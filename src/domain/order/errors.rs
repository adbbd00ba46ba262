use super::value_objects::OrderStatus;
use crate::store::StoreError;

// ============================================================================
// Order Lifecycle Errors
// ============================================================================

#[derive(Debug, thiserror::Error)]
pub enum OrderError {
    #[error("Order not found: {0}")]
    NotFound(i64),

    #[error("{}", invalid_state_message(.id, .status))]
    InvalidState { id: i64, status: OrderStatus },

    #[error("Order {0} was modified concurrently, try again")]
    Conflict(i64),

    #[error("Infrastructure unavailable: {0}")]
    InfrastructureUnavailable(#[from] StoreError),
}

fn invalid_state_message(id: &i64, status: &OrderStatus) -> String {
    match *status {
        OrderStatus::Cancelled => format!("Order {} is already cancelled", id),
        OrderStatus::Completed => format!("Order {} is completed and cannot be cancelled", id),
        other => format!("Order {} cannot change status from {}", id, other),
    }
}
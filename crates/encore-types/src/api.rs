use serde::{Deserialize, Serialize};
use uuid::Uuid;

// -- JWT Claims --

/// Claims carried by the bearer token. Issued elsewhere; only verified here.
#[derive(Debug, Clone, Serialize, Deserialize)]
pub struct Claims {
    pub sub: Uuid,
    #[serde(default)]
    pub role: String,
    pub exp: usize,
}

// -- Conversations --

#[derive(Debug, Deserialize)]
#[serde(rename_all = "camelCase", deny_unknown_fields)]
pub struct CreateConversationRequest {
    pub participant_ids: Vec<Uuid>,
    #[serde(default)]
    pub is_group: bool,
    pub name: Option<String>,
    pub group_image: Option<String>,
}

#[derive(Debug, Default, Deserialize)]
#[serde(rename_all = "camelCase", deny_unknown_fields)]
pub struct UpdateConversationRequest {
    pub name: Option<String>,
    pub group_image: Option<String>,
}

// -- Messages --

#[derive(Debug, Deserialize)]
#[serde(deny_unknown_fields)]
pub struct SendMessageRequest {
    pub content: String,
}

#[derive(Debug, Default, Deserialize)]
pub struct PageQuery {
    pub skip: Option<u32>,
    pub take: Option<u32>,
}

// -- Health --

#[derive(Debug, Serialize)]
pub struct HealthResponse {
    pub status: &'static str,
    pub version: &'static str,
}
use thiserror::Error;

/// Failure taxonomy shared by every chat operation.
///
/// Store-level write conflicts never appear here: they are retried inside the
/// message store and only surface as `Internal` once the attempt budget is spent.
#[derive(Debug, Error)]
pub enum ChatError {
    #[error("Unauthorized")]
    Unauthorized,

    #[error("Forbidden: {0}")]
    Forbidden(String),

    #[error("Not found: {0}")]
    NotFound(String),

    #[error("Validation failed: {0}")]
    Validation(String),

    #[error(transparent)]
    Internal(#[from] anyhow::Error),
}

pub type ChatResult<T> = Result<T, ChatError>;

impl ChatError {
    pub fn forbidden(msg: impl Into<String>) -> Self {
        Self::Forbidden(msg.into())
    }

    pub fn not_found(msg: impl Into<String>) -> Self {
        Self::NotFound(msg.into())
    }

    pub fn validation(msg: impl Into<String>) -> Self {
        Self::Validation(msg.into())
    }

    /// Message safe to hand back to a client. Internal details stay in the logs.
    pub fn client_message(&self) -> String {
        match self {
            Self::Internal(_) => "Internal server error".to_string(),
            other => other.to_string(),
        }
    }
}
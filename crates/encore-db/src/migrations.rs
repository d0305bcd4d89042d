use anyhow::Result;
use rusqlite::Connection;
use tracing::info;

pub fn run(conn: &Connection) -> Result<()> {
    conn.execute_batch(
        "
        CREATE TABLE IF NOT EXISTS conversations (
            id          TEXT PRIMARY KEY,
            is_group    INTEGER NOT NULL DEFAULT 0,
            name        TEXT,
            group_image TEXT,
            created_at  TEXT NOT NULL,
            updated_at  TEXT NOT NULL
        );

        CREATE INDEX IF NOT EXISTS idx_conversations_updated
            ON conversations(updated_at);

        CREATE TABLE IF NOT EXISTS participants (
            conversation_id TEXT NOT NULL REFERENCES conversations(id) ON DELETE CASCADE,
            user_id         TEXT NOT NULL,
            joined_at       TEXT NOT NULL,
            UNIQUE(conversation_id, user_id)
        );

        CREATE INDEX IF NOT EXISTS idx_participants_user
            ON participants(user_id);

        CREATE TABLE IF NOT EXISTS messages (
            id              TEXT PRIMARY KEY,
            conversation_id TEXT NOT NULL REFERENCES conversations(id) ON DELETE CASCADE,
            sender_id       TEXT NOT NULL,
            content         TEXT NOT NULL CHECK (length(content) > 0),
            created_at      TEXT NOT NULL
        );

        CREATE INDEX IF NOT EXISTS idx_messages_conversation
            ON messages(conversation_id, created_at);

        CREATE TABLE IF NOT EXISTS read_statuses (
            message_id  TEXT NOT NULL REFERENCES messages(id) ON DELETE CASCADE,
            user_id     TEXT NOT NULL,
            read_at     TEXT NOT NULL,
            UNIQUE(message_id, user_id)
        );
        ",
    )?;

    info!("Database migrations complete");
    Ok(())
}
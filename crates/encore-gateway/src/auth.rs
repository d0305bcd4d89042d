use jsonwebtoken::{Algorithm, DecodingKey, Validation, decode};
use tracing::debug;

use encore_types::api::Claims;
use encore_types::error::{ChatError, ChatResult};
use encore_types::models::Principal;

/// Verifies bearer tokens. Issuance lives outside this service.
pub trait Authenticator: Send + Sync {
    fn verify(&self, token: &str) -> ChatResult<Principal>;
}

/// HS256 JWT verification against a shared secret.
pub struct JwtAuthenticator {
    key: DecodingKey,
    validation: Validation,
}

impl JwtAuthenticator {
    pub fn new(secret: &str) -> Self {
        Self {
            key: DecodingKey::from_secret(secret.as_bytes()),
            validation: Validation::new(Algorithm::HS256),
        }
    }
}

impl Authenticator for JwtAuthenticator {
    fn verify(&self, token: &str) -> ChatResult<Principal> {
        let data = decode::<Claims>(token, &self.key, &self.validation).map_err(|e| {
            debug!("Rejected token: {}", e);
            ChatError::Unauthorized
        })?;

        Ok(Principal {
            user_id: data.claims.sub,
            role: data.claims.role,
        })
    }
}

/// Strip the `Bearer ` scheme from an Authorization header value.
pub fn bearer_token(header: &str) -> Option<&str> {
    header
        .strip_prefix("Bearer ")
        .map(str::trim)
        .filter(|t| !t.is_empty())
}

#[cfg(test)]
mod tests {
    use super::*;
    use jsonwebtoken::{EncodingKey, Header, encode};
    use uuid::Uuid;

    fn token(secret: &str, sub: Uuid, exp_offset: i64) -> String {
        let claims = Claims {
            sub,
            role: "organizer".into(),
            exp: (chrono::Utc::now().timestamp() + exp_offset) as usize,
        };
        encode(&Header::default(), &claims, &EncodingKey::from_secret(secret.as_bytes())).unwrap()
    }

    #[test]
    fn accepts_valid_token() {
        let auth = JwtAuthenticator::new("s3cret");
        let user = Uuid::new_v4();
        let principal = auth.verify(&token("s3cret", user, 3600)).unwrap();
        assert_eq!(principal.user_id, user);
        assert_eq!(principal.role, "organizer");
    }

    #[test]
    fn rejects_wrong_secret_and_expired_tokens() {
        let auth = JwtAuthenticator::new("s3cret");
        let user = Uuid::new_v4();
        assert!(matches!(auth.verify(&token("other", user, 3600)), Err(ChatError::Unauthorized)));
        assert!(matches!(auth.verify(&token("s3cret", user, -3600)), Err(ChatError::Unauthorized)));
        assert!(matches!(auth.verify("garbage"), Err(ChatError::Unauthorized)));
    }

    #[test]
    fn parses_bearer_header() {
        assert_eq!(bearer_token("Bearer abc"), Some("abc"));
        assert_eq!(bearer_token("Bearer "), None);
        assert_eq!(bearer_token("Basic abc"), None);
    }
}
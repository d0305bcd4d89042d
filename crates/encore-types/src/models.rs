use std::fmt;

use chrono::{DateTime, Utc};
use serde::{Deserialize, Serialize};
use uuid::Uuid;

/// An authenticated caller as produced by the authenticator.
#[derive(Debug, Clone, PartialEq, Eq, Serialize, Deserialize)]
#[serde(rename_all = "camelCase")]
pub struct Principal {
    pub user_id: Uuid,
    pub role: String,
}

/// A 1:1 or group channel with a fixed participant set.
#[derive(Debug, Clone, PartialEq, Serialize, Deserialize)]
#[serde(rename_all = "camelCase")]
pub struct Conversation {
    pub id: Uuid,
    pub is_group: bool,
    pub name: Option<String>,
    pub group_image: Option<String>,
    pub participant_ids: Vec<Uuid>,
    pub created_at: DateTime<Utc>,
    /// Last-activity marker, bumped on every message.
    pub updated_at: DateTime<Utc>,
}

/// A persisted chat message. Immutable once created.
#[derive(Debug, Clone, PartialEq, Serialize, Deserialize)]
#[serde(rename_all = "camelCase")]
pub struct Message {
    pub id: Uuid,
    pub conversation_id: Uuid,
    pub sender_id: Uuid,
    pub content: String,
    pub created_at: DateTime<Utc>,
}

#[derive(Debug, Clone, PartialEq, Serialize, Deserialize)]
#[serde(rename_all = "camelCase")]
pub struct ReadStatus {
    pub message_id: Uuid,
    pub user_id: Uuid,
    pub read_at: DateTime<Utc>,
}

/// Live-connection addressing unit for a conversation.
#[derive(Debug, Clone, PartialEq, Eq, Hash)]
pub struct RoomId(String);

impl RoomId {
    pub fn for_conversation(conversation_id: Uuid) -> Self {
        Self(format!("conversation-{}", conversation_id))
    }

    pub fn as_str(&self) -> &str {
        &self.0
    }
}

impl fmt::Display for RoomId {
    fn fmt(&self, f: &mut fmt::Formatter<'_>) -> fmt::Result {
        f.write_str(&self.0)
    }
}

/// Offset pagination shared by the list endpoints.
#[derive(Debug, Clone, Copy, PartialEq, Eq)]
pub struct Page {
    pub skip: u32,
    pub take: u32,
}

impl Page {
    pub const DEFAULT_TAKE: u32 = 20;
    pub const MAX_TAKE: u32 = 100;

    pub fn new(skip: Option<u32>, take: Option<u32>) -> Self {
        Self {
            skip: skip.unwrap_or(0),
            take: take.unwrap_or(Self::DEFAULT_TAKE).clamp(1, Self::MAX_TAKE),
        }
    }
}

impl Default for Page {
    fn default() -> Self {
        Self::new(None, None)
    }
}

#[cfg(test)]
mod tests {
    use super::*;

    #[test]
    fn room_id_is_derived_from_conversation_id() {
        let id = Uuid::nil();
        assert_eq!(
            RoomId::for_conversation(id).as_str(),
            "conversation-00000000-0000-0000-0000-000000000000"
        );
    }

    #[test]
    fn page_clamps_take() {
        assert_eq!(Page::new(None, Some(0)).take, 1);
        assert_eq!(Page::new(None, Some(10_000)).take, Page::MAX_TAKE);
        assert_eq!(Page::default(), Page { skip: 0, take: 20 });
    }

    #[test]
    fn message_serializes_camel_case() {
        let msg = Message {
            id: Uuid::nil(),
            conversation_id: Uuid::nil(),
            sender_id: Uuid::nil(),
            content: "hello".into(),
            created_at: Utc::now(),
        };
        let json = serde_json::to_value(&msg).unwrap();
        assert!(json.get("conversationId").is_some());
        assert!(json.get("senderId").is_some());
        assert!(json.get("createdAt").is_some());
    }
}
+ + + +
# Exercise:
Note how many lines of the material hold the word "role", then state that number alone.

# Output for this task:
5